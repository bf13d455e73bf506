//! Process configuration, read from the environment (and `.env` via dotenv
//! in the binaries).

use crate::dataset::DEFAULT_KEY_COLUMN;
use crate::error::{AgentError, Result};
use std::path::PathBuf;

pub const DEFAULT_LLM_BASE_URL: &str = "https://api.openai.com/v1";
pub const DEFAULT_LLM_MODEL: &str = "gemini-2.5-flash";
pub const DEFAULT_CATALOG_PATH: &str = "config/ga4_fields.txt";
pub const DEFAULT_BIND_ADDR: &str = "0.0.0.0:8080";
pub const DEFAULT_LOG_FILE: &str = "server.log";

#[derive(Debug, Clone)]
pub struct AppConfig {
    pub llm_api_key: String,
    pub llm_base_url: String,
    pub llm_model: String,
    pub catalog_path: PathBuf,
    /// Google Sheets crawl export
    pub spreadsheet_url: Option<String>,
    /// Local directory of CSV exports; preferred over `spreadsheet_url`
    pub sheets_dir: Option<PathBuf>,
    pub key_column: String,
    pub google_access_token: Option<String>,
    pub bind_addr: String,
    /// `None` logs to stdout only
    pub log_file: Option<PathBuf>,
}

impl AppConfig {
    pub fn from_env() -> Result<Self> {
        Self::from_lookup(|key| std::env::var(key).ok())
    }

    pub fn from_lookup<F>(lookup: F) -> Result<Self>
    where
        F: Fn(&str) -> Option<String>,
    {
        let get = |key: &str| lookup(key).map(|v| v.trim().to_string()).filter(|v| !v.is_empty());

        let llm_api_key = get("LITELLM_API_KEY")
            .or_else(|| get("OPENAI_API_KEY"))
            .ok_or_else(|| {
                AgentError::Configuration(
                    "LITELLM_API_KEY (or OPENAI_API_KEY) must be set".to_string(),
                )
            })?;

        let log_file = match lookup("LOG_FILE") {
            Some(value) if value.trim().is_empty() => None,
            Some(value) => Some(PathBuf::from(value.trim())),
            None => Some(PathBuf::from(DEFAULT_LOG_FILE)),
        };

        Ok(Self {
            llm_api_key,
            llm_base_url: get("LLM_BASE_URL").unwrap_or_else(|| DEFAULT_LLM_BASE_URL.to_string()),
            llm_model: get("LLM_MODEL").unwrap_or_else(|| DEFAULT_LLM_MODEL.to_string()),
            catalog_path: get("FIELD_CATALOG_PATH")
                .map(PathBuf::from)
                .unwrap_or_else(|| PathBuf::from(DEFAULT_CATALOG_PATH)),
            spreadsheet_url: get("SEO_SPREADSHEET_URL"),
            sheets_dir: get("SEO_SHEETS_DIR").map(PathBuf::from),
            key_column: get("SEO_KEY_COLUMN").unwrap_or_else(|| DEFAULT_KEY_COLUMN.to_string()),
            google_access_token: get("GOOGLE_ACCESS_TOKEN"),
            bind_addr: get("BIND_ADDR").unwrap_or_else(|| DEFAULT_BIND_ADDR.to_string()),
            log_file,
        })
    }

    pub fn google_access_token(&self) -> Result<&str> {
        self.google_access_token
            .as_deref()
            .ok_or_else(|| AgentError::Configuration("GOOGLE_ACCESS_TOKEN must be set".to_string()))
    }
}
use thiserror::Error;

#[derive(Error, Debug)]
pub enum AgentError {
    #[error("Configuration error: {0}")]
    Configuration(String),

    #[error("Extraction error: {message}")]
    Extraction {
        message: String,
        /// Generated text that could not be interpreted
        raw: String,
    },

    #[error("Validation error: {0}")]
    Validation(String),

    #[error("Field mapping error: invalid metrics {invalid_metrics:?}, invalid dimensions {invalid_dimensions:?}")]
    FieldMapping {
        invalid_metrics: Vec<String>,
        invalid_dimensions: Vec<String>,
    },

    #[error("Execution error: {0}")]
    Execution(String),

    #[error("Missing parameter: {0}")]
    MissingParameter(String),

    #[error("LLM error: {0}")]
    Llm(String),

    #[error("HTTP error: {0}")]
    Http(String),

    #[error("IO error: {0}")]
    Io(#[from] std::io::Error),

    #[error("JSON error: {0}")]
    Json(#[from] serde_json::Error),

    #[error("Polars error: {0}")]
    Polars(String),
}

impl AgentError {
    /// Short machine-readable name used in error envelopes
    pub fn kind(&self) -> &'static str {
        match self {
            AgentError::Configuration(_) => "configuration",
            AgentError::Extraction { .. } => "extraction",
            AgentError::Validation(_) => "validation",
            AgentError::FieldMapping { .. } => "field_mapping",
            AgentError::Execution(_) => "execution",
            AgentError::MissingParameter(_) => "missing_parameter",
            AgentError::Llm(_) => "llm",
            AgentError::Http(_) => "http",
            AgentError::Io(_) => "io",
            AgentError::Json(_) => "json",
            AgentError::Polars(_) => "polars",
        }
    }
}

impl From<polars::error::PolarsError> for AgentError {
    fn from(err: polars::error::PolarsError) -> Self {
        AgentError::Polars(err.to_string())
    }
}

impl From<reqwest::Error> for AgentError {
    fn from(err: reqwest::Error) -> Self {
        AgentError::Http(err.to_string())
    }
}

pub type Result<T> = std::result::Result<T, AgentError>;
------------------------------------------------
_Task details_. The full set of entries above should be given again exactly.

_Response_.
repository bf13d455e73bf506
//! Process configuration, read from the environment (and `.env` via dotenv
//! in the binaries).

use crate::dataset::DEFAULT_KEY_COLUMN;
use crate::error::{AgentError, Result};
use std::path::PathBuf;

pub const DEFAULT_LLM_BASE_URL: &str = "https://api.openai.com/v1";
pub const DEFAULT_LLM_MODEL: &str = "gemini-2.5-flash";
pub const DEFAULT_CATALOG_PATH: &str = "config/ga4_fields.txt";
pub const DEFAULT_BIND_ADDR: &str = "0.0.0.0:8080";
pub const DEFAULT_LOG_FILE: &str = "server.log";

#[derive(Debug, Clone)]
pub struct AppConfig {
    pub llm_api_key: String,
    pub llm_base_url: String,
    pub llm_model: String,
    pub catalog_path: PathBuf,
    /// Google Sheets crawl export
    pub spreadsheet_url: Option<String>,
    /// Local directory of CSV exports; preferred over `spreadsheet_url`
    pub sheets_dir: Option<PathBuf>,
    pub key_column: String,
    pub google_access_token: Option<String>,
    pub bind_addr: String,
    /// `None` logs to stdout only
    pub log_file: Option<PathBuf>,
}

impl AppConfig {
    pub fn from_env() -> Result<Self> {
        Self::from_lookup(|key| std::env::var(key).ok())
    }

    pub fn from_lookup<F>(lookup: F) -> Result<Self>
    where
        F: Fn(&str) -> Option<String>,
    {
        let get = |key: &str| lookup(key).map(|v| v.trim().to_string()).filter(|v| !v.is_empty());

        let llm_api_key = get("LITELLM_API_KEY")
            .or_else(|| get("OPENAI_API_KEY"))
            .ok_or_else(|| {
                AgentError::Configuration(
                    "LITELLM_API_KEY (or OPENAI_API_KEY) must be set".to_string(),
                )
            })?;

        let log_file = match lookup("LOG_FILE") {
            Some(value) if value.trim().is_empty() => None,
            Some(value) => Some(PathBuf::from(value.trim())),
            None => Some(PathBuf::from(DEFAULT_LOG_FILE)),
        };

        Ok(Self {
            llm_api_key,
            llm_base_url: get("LLM_BASE_URL").unwrap_or_else(|| DEFAULT_LLM_BASE_URL.to_string()),
            llm_model: get("LLM_MODEL").unwrap_or_else(|| DEFAULT_LLM_MODEL.to_string()),
            catalog_path: get("FIELD_CATALOG_PATH")
                .map(PathBuf::from)
                .unwrap_or_else(|| PathBuf::from(DEFAULT_CATALOG_PATH)),
            spreadsheet_url: get("SEO_SPREADSHEET_URL"),
            sheets_dir: get("SEO_SHEETS_DIR").map(PathBuf::from),
            key_column: get("SEO_KEY_COLUMN").unwrap_or_else(|| DEFAULT_KEY_COLUMN.to_string()),
            google_access_token: get("GOOGLE_ACCESS_TOKEN"),
            bind_addr: get("BIND_ADDR").unwrap_or_else(|| DEFAULT_BIND_ADDR.to_string()),
            log_file,
        })
    }

    pub fn google_access_token(&self) -> Result<&str> {
        self.google_access_token
            .as_deref()
            .ok_or_else(|| AgentError::Configuration("GOOGLE_ACCESS_TOKEN must be set".to_string()))
    }
}
use thiserror::Error;

#[derive(Error, Debug)]
pub enum AgentError {
    #[error("Configuration error: {0}")]
    Configuration(String),

    #[error("Extraction error: {message}")]
    Extraction {
        message: String,
        /// Generated text that could not be interpreted
        raw: String,
    },

    #[error("Validation error: {0}")]
    Validation(String),

    #[error("Field mapping error: invalid metrics {invalid_metrics:?}, invalid dimensions {invalid_dimensions:?}")]
    FieldMapping {
        invalid_metrics: Vec<String>,
        invalid_dimensions: Vec<String>,
    },

    #[error("Execution error: {0}")]
    Execution(String),

    #[error("Missing parameter: {0}")]
    MissingParameter(String),

    #[error("LLM error: {0}")]
    Llm(String),

    #[error("HTTP error: {0}")]
    Http(String),

    #[error("IO error: {0}")]
    Io(#[from] std::io::Error),

    #[error("JSON error: {0}")]
    Json(#[from] serde_json::Error),

    #[error("Polars error: {0}")]
    Polars(String),
}

impl AgentError {
    /// Short machine-readable name used in error envelopes
    pub fn kind(&self) -> &'static str {
        match self {
            AgentError::Configuration(_) => "configuration",
            AgentError::Extraction { .. } => "extraction",
            AgentError::Validation(_) => "validation",
            AgentError::FieldMapping { .. } => "field_mapping",
            AgentError::Execution(_) => "execution",
            AgentError::MissingParameter(_) => "missing_parameter",
            AgentError::Llm(_) => "llm",
            AgentError::Http(_) => "http",
            AgentError::Io(_) => "io",
            AgentError::Json(_) => "json",
            AgentError::Polars(_) => "polars",
        }
    }
}

impl From<polars::error::PolarsError> for AgentError {
    fn from(err: polars::error::PolarsError) -> Self {
        AgentError::Polars(err.to_string())
    }
}

impl From<reqwest::Error> for AgentError {
    fn from(err: reqwest::Error) -> Self {
        AgentError::Http(err.to_string())
    }
}

pub type Result<T> = std::result::Result<T, AgentError>;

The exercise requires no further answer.